● Aim of the task
The required answer is every line of the data containing the word "Rect".

● Source material
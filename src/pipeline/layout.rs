//! Page geometry shared by every renderer.
//!
//! All positions on every page are derived arithmetically from the page
//! size and margin held in [`RenderContext`]; renderers never hard-code an
//! absolute coordinate.

use pdf_canvas::{PageSize, Rect};

/// Read-only page geometry, computed once per document.
#[derive(Debug, Clone, Copy, PartialEq)]
pub struct RenderContext {
    pub page_width: f32,
    pub page_height: f32,
    pub margin: f32,
    pub content_width: f32,
    pub content_height: f32,
}

impl RenderContext {
    pub fn new(size: PageSize, margin: f32) -> Self {
        Self {
            page_width: size.width,
            page_height: size.height,
            margin,
            content_width: size.width - 2.0 * margin,
            content_height: size.height - 2.0 * margin,
        }
    }

    /// A4 landscape with the given margin.
    pub fn a4_landscape(margin: f32) -> Self {
        Self::new(PageSize::A4.landscape(), margin)
    }

    pub fn page_size(&self) -> PageSize {
        PageSize {
            width: self.page_width,
            height: self.page_height,
        }
    }

    pub fn center_x(&self) -> f32 {
        self.page_width / 2.0
    }

    pub fn center_y(&self) -> f32 {
        self.page_height / 2.0
    }

    /// The area inside the margins.
    pub fn content(&self) -> Rect {
        Rect::new(self.margin, self.margin, self.content_width, self.content_height)
    }

    /// Regions of an entry page.
    pub fn entry_regions(&self) -> EntryRegions {
        let image = Rect::new(
            self.margin + 25.0,
            self.margin + 50.0,
            self.content_width * 0.58,
            self.content_height - 120.0,
        );
        let text = Rect::new(
            image.right() + 50.0,
            image.y,
            self.content_width * 0.28,
            image.height,
        );
        EntryRegions { image, text }
    }
}

/// Image and text regions of an entry page. Both share top edge and height.
#[derive(Debug, Clone, Copy, PartialEq)]
pub struct EntryRegions {
    pub image: Rect,
    pub text: Rect,
}

impl EntryRegions {
    /// Top offset, relative to the text region, of the message panel's text.
    pub const MESSAGE_TOP: f32 = 75.0;

    /// Tallest the message text may be: the region minus the space reserved
    /// for the title above and the date below.
    pub fn message_max_height(&self) -> f32 {
        (self.text.height - 160.0).max(0.0)
    }
}

#[cfg(test)]
mod tests {
    use super::*;

    #[test]
    fn landscape_content_box() {
        let ctx = RenderContext::a4_landscape(40.0);
        assert!(ctx.page_width > ctx.page_height);
        assert!((ctx.content_width - (841.89 - 80.0)).abs() < 1e-3);
        assert!((ctx.content_height - (595.28 - 80.0)).abs() < 1e-3);
    }

    #[test]
    fn entry_regions_fit_inside_the_content_box() {
        let ctx = RenderContext::a4_landscape(40.0);
        let regions = ctx.entry_regions();
        assert_eq!(regions.image.x, 65.0);
        assert_eq!(regions.image.y, 90.0);
        assert!((regions.text.x - (regions.image.right() + 50.0)).abs() < 1e-3);
        assert!(regions.text.right() < ctx.page_width - ctx.margin);
        assert!(regions.image.bottom() < ctx.page_height - ctx.margin);
        assert!(regions.message_max_height() > 0.0);
    }
}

● Exercise solution
use pdf_canvas::{PageSize, Rect};
    pub fn content(&self) -> Rect {
        Rect::new(self.margin, self.margin, self.content_width, self.content_height)
        let image = Rect::new(
        let text = Rect::new(
    pub image: Rect,
    pub text: Rect,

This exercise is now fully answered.